Estas são ferramentas a serem aprendidas dentro do curso de psicologia, com a vida, com a própria formação continuada e com muita análise pessoal. Se isto não aconteceu, é melhor repensar a área de atuação.
Como você cuida da sua saúde mental e bem-estar, diante dos desafios e estresses que envolvem o trabalho com pessoas com câncer?
Sempre fui muito cuidadosa com minha formação continuada e tenho sempre meu espaço para minha análise pessoal. Ela é para mim a disparadora do cuidado pessoal. Preciso do cuidado do outro para continuar cuidando. Inclusive compreensão dos meus familiares para me permitirem me cuidar e estudar tanto.
Qual é a importância do Dia Internacional de Luta Contra o Câncer Infantil lembrado no dia 15 de fevereiro?

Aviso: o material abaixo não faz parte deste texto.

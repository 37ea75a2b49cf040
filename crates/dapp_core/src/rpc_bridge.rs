//! Wallet bridge that speaks EIP-1193 shaped JSON-RPC over HTTP.
//!
//! A configured endpoint stands in for the injected wallet object: account
//! access, chain queries and `eth_sendTransaction` all go to the same node,
//! which is expected to hold the keys (a local dev node or a wallet daemon).

use std::{
    sync::{
        atomic::{AtomicU64, Ordering},
        Arc,
    },
    time::Duration,
};

use async_trait::async_trait;
use reqwest::Client;
use serde::de::DeserializeOwned;
use serde_json::{json, Value};
use shared::{
    domain::{Address, NetworkInfo, B256, U256, U64},
    error::BridgeError,
    protocol::{
        JsonRpcRequest, JsonRpcResponse, PendingTransfer, Receipt, RpcMethod, RpcReceipt,
        TransactionObject, TransferRequest,
    },
};
use tokio::time::MissedTickBehavior;
use tracing::{debug, warn};
use url::Url;
use wallet_bridge::{WalletBridge, WalletEnvironment, WalletProvider, WalletSigner};

pub const DEFAULT_REQUEST_TIMEOUT: Duration = Duration::from_secs(10);
pub const DEFAULT_POLL_INTERVAL: Duration = Duration::from_secs(4);

pub struct JsonRpcClient {
    http: Client,
    endpoint: Url,
    next_id: AtomicU64,
}

impl JsonRpcClient {
    pub fn new(endpoint: Url, request_timeout: Duration) -> Result<Self, BridgeError> {
        let http = Client::builder()
            .use_rustls_tls()
            .timeout(request_timeout)
            .build()
            .map_err(|err| BridgeError::Transport(format!("failed to build http client: {err}")))?;
        Ok(Self {
            http,
            endpoint,
            next_id: AtomicU64::new(1),
        })
    }

    pub fn endpoint(&self) -> &Url {
        &self.endpoint
    }

    pub async fn call<T: DeserializeOwned>(
        &self,
        method: RpcMethod,
        params: Value,
    ) -> Result<T, BridgeError> {
        let id = self.next_id.fetch_add(1, Ordering::SeqCst);
        debug!(method = method.as_str(), id, prompts = method.may_prompt(), "json-rpc call");

        let response = self
            .http
            .post(self.endpoint.clone())
            .json(&JsonRpcRequest::new(id, method, params))
            .send()
            .await
            .map_err(|err| BridgeError::Transport(format!("{} failed: {err}", method.as_str())))?;

        let status = response.status();
        let body: JsonRpcResponse = match response.json().await {
            Ok(body) => body,
            Err(err) if status.is_success() => {
                return Err(BridgeError::MalformedResponse(format!(
                    "{}: {err}",
                    method.as_str()
                )))
            }
            Err(_) => {
                return Err(BridgeError::Transport(format!(
                    "{} returned {status}",
                    method.as_str()
                )))
            }
        };

        if let Some(error) = body.error {
            return Err(BridgeError::from_rpc(error.code, error.message));
        }
        serde_json::from_value(body.result)
            .map_err(|err| BridgeError::MalformedResponse(format!("{}: {err}", method.as_str())))
    }
}

pub struct JsonRpcWalletBridge {
    client: Arc<JsonRpcClient>,
    poll_interval: Duration,
}

impl JsonRpcWalletBridge {
    pub fn new(client: JsonRpcClient, poll_interval: Duration) -> Self {
        Self {
            client: Arc::new(client),
            poll_interval,
        }
    }
}

#[async_trait]
impl WalletBridge for JsonRpcWalletBridge {
    async fn list_authorized_accounts(&self) -> Result<Vec<Address>, BridgeError> {
        self.client.call(RpcMethod::Accounts, json!([])).await
    }

    async fn request_account_access(&self) -> Result<Vec<Address>, BridgeError> {
        self.client.call(RpcMethod::RequestAccounts, json!([])).await
    }

    fn create_provider(&self) -> Result<Arc<dyn WalletProvider>, BridgeError> {
        Ok(Arc::new(JsonRpcProvider {
            client: Arc::clone(&self.client),
            poll_interval: self.poll_interval,
        }))
    }
}

pub struct JsonRpcProvider {
    client: Arc<JsonRpcClient>,
    poll_interval: Duration,
}

impl JsonRpcProvider {
    async fn head(&self) -> Result<u64, BridgeError> {
        let head: U64 = self.client.call(RpcMethod::BlockNumber, json!([])).await?;
        Ok(head.to::<u64>())
    }

    async fn receipt(&self, hash: B256) -> Result<Option<Receipt>, BridgeError> {
        let raw: Option<RpcReceipt> = self
            .client
            .call(RpcMethod::GetTransactionReceipt, json!([hash]))
            .await?;
        Ok(raw.and_then(RpcReceipt::into_receipt))
    }

    async fn is_known(&self, hash: B256) -> Result<bool, BridgeError> {
        let transaction: Option<Value> = self
            .client
            .call(RpcMethod::GetTransactionByHash, json!([hash]))
            .await?;
        Ok(transaction.is_some())
    }

    async fn poll_confirmations(
        &self,
        hash: B256,
        confirmations: u64,
    ) -> Result<Receipt, BridgeError> {
        let mut ticker = tokio::time::interval(self.poll_interval);
        ticker.set_missed_tick_behavior(MissedTickBehavior::Delay);
        let mut mined = false;

        loop {
            ticker.tick().await;
            match self.receipt(hash).await? {
                Some(receipt) => {
                    mined = true;
                    let depth = receipt.confirmations_at(self.head().await?);
                    if depth >= confirmations.max(1) {
                        return Ok(receipt);
                    }
                    debug!(%hash, depth, confirmations, "waiting for more blocks");
                }
                None if mined => {
                    warn!(%hash, "receipt disappeared; transaction reorged out");
                    return Err(BridgeError::TransactionDropped { hash });
                }
                None => {
                    if !self.is_known(hash).await? {
                        return Err(BridgeError::TransactionDropped { hash });
                    }
                    debug!(%hash, "transaction pending");
                }
            }
        }
    }
}

#[async_trait]
impl WalletProvider for JsonRpcProvider {
    fn create_signer(&self) -> Result<Arc<dyn WalletSigner>, BridgeError> {
        Ok(Arc::new(JsonRpcSigner {
            client: Arc::clone(&self.client),
        }))
    }

    async fn get_network(&self) -> Result<NetworkInfo, BridgeError> {
        let chain_id: U64 = self.client.call(RpcMethod::ChainId, json!([])).await?;
        Ok(NetworkInfo::from_chain_id(chain_id.to::<u64>()))
    }

    async fn get_balance(&self, account: Address) -> Result<U256, BridgeError> {
        self.client
            .call(RpcMethod::GetBalance, json!([account, "latest"]))
            .await
    }

    async fn await_confirmation(
        &self,
        transfer: PendingTransfer,
        confirmations: u64,
        timeout: Duration,
    ) -> Result<Receipt, BridgeError> {
        tokio::time::timeout(timeout, self.poll_confirmations(transfer.hash, confirmations))
            .await
            .map_err(|_| BridgeError::ConfirmationTimeout {
                hash: transfer.hash,
                timeout_ms: u64::try_from(timeout.as_millis()).unwrap_or(u64::MAX),
            })?
    }
}

/// Signs with the node's first authorized account.
pub struct JsonRpcSigner {
    client: Arc<JsonRpcClient>,
}

#[async_trait]
impl WalletSigner for JsonRpcSigner {
    async fn submit_transfer(
        &self,
        request: TransferRequest,
    ) -> Result<PendingTransfer, BridgeError> {
        let accounts: Vec<Address> = self.client.call(RpcMethod::Accounts, json!([])).await?;
        let from = accounts
            .first()
            .copied()
            .ok_or(BridgeError::NoAuthorizedAccount)?;
        let transaction = serde_json::to_value(TransactionObject {
            from,
            to: request.to,
            value: request.value,
        })
        .map_err(|err| BridgeError::MalformedResponse(err.to_string()))?;

        let hash: B256 = self
            .client
            .call(RpcMethod::SendTransaction, Value::Array(vec![transaction]))
            .await?;
        debug!(%hash, %from, "transaction submitted");
        Ok(PendingTransfer { hash })
    }
}

/// Detection boundary for the JSON-RPC bridge: an endpoint means a wallet.
#[derive(Debug, Clone)]
pub struct JsonRpcEnvironment {
    endpoint: Option<Url>,
    request_timeout: Duration,
    poll_interval: Duration,
}

impl JsonRpcEnvironment {
    pub fn new(endpoint: Option<Url>) -> Self {
        Self {
            endpoint,
            request_timeout: DEFAULT_REQUEST_TIMEOUT,
            poll_interval: DEFAULT_POLL_INTERVAL,
        }
    }

    pub fn with_request_timeout(mut self, request_timeout: Duration) -> Self {
        self.request_timeout = request_timeout;
        self
    }

    pub fn with_poll_interval(mut self, poll_interval: Duration) -> Self {
        self.poll_interval = poll_interval;
        self
    }

    pub fn endpoint(&self) -> Option<&Url> {
        self.endpoint.as_ref()
    }
}

impl WalletEnvironment for JsonRpcEnvironment {
    fn detect_wallet(&self) -> Option<Arc<dyn WalletBridge>> {
        let endpoint = self.endpoint.clone()?;
        match JsonRpcClient::new(endpoint, self.request_timeout) {
            Ok(client) => Some(Arc::new(JsonRpcWalletBridge::new(
                client,
                self.poll_interval,
            ))),
            Err(err) => {
                warn!(error = %err, "wallet endpoint configured but unusable");
                None
            }
        }
    }
}

#[cfg(test)]
#[path = "tests/rpc_bridge_tests.rs"]
mod tests;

Falar sobre os sinais e sintomas e que se trata de uma temática que envolve a todos em um âmbito muito maior. Falar do câncer infantil não é lutar contra ele, mas sim, nos lembrarmos o quanto o câncer infantil é um dos mais atingidos pelas intempéries ambientais e falta de políticas públicas adequadas na pré e peri natalidade. O uso de agrotóxicos cada vez mais acelerado vem destruindo nossas crianças e como boa paliativista que sou, que também cuido do antes e não só do depois, aproveitar espaços de fala como este é muito importante. Tornar esta data, neste espaço, como uma possibilidade de posicionamento e de ampliação da visão. As crianças falam! Atualmente, o câncer é a segunda causa de morte em crianças e adolescentes no país! Fiquem atentos a alguns sinais de alerta: febre por mais de sete dias sem causa aparente; Dor óssea, com aumento progressivo e duração por mais de um mês; Petéquias, equimose (manchas arroxeadas na pele) e palidez; Leucocoria (reflexo branco na pupila do olho quando exposta à luz), estrabismo e protusão ocular; Distúrbios visuais; Linfonodos aumentados; Dor de cabeça persistente e progressiva, primariamente noturna, que acorda a criança ou aparece quando ela se levanta de manhã, acompanhada de vômito ou de sinais neurológicos.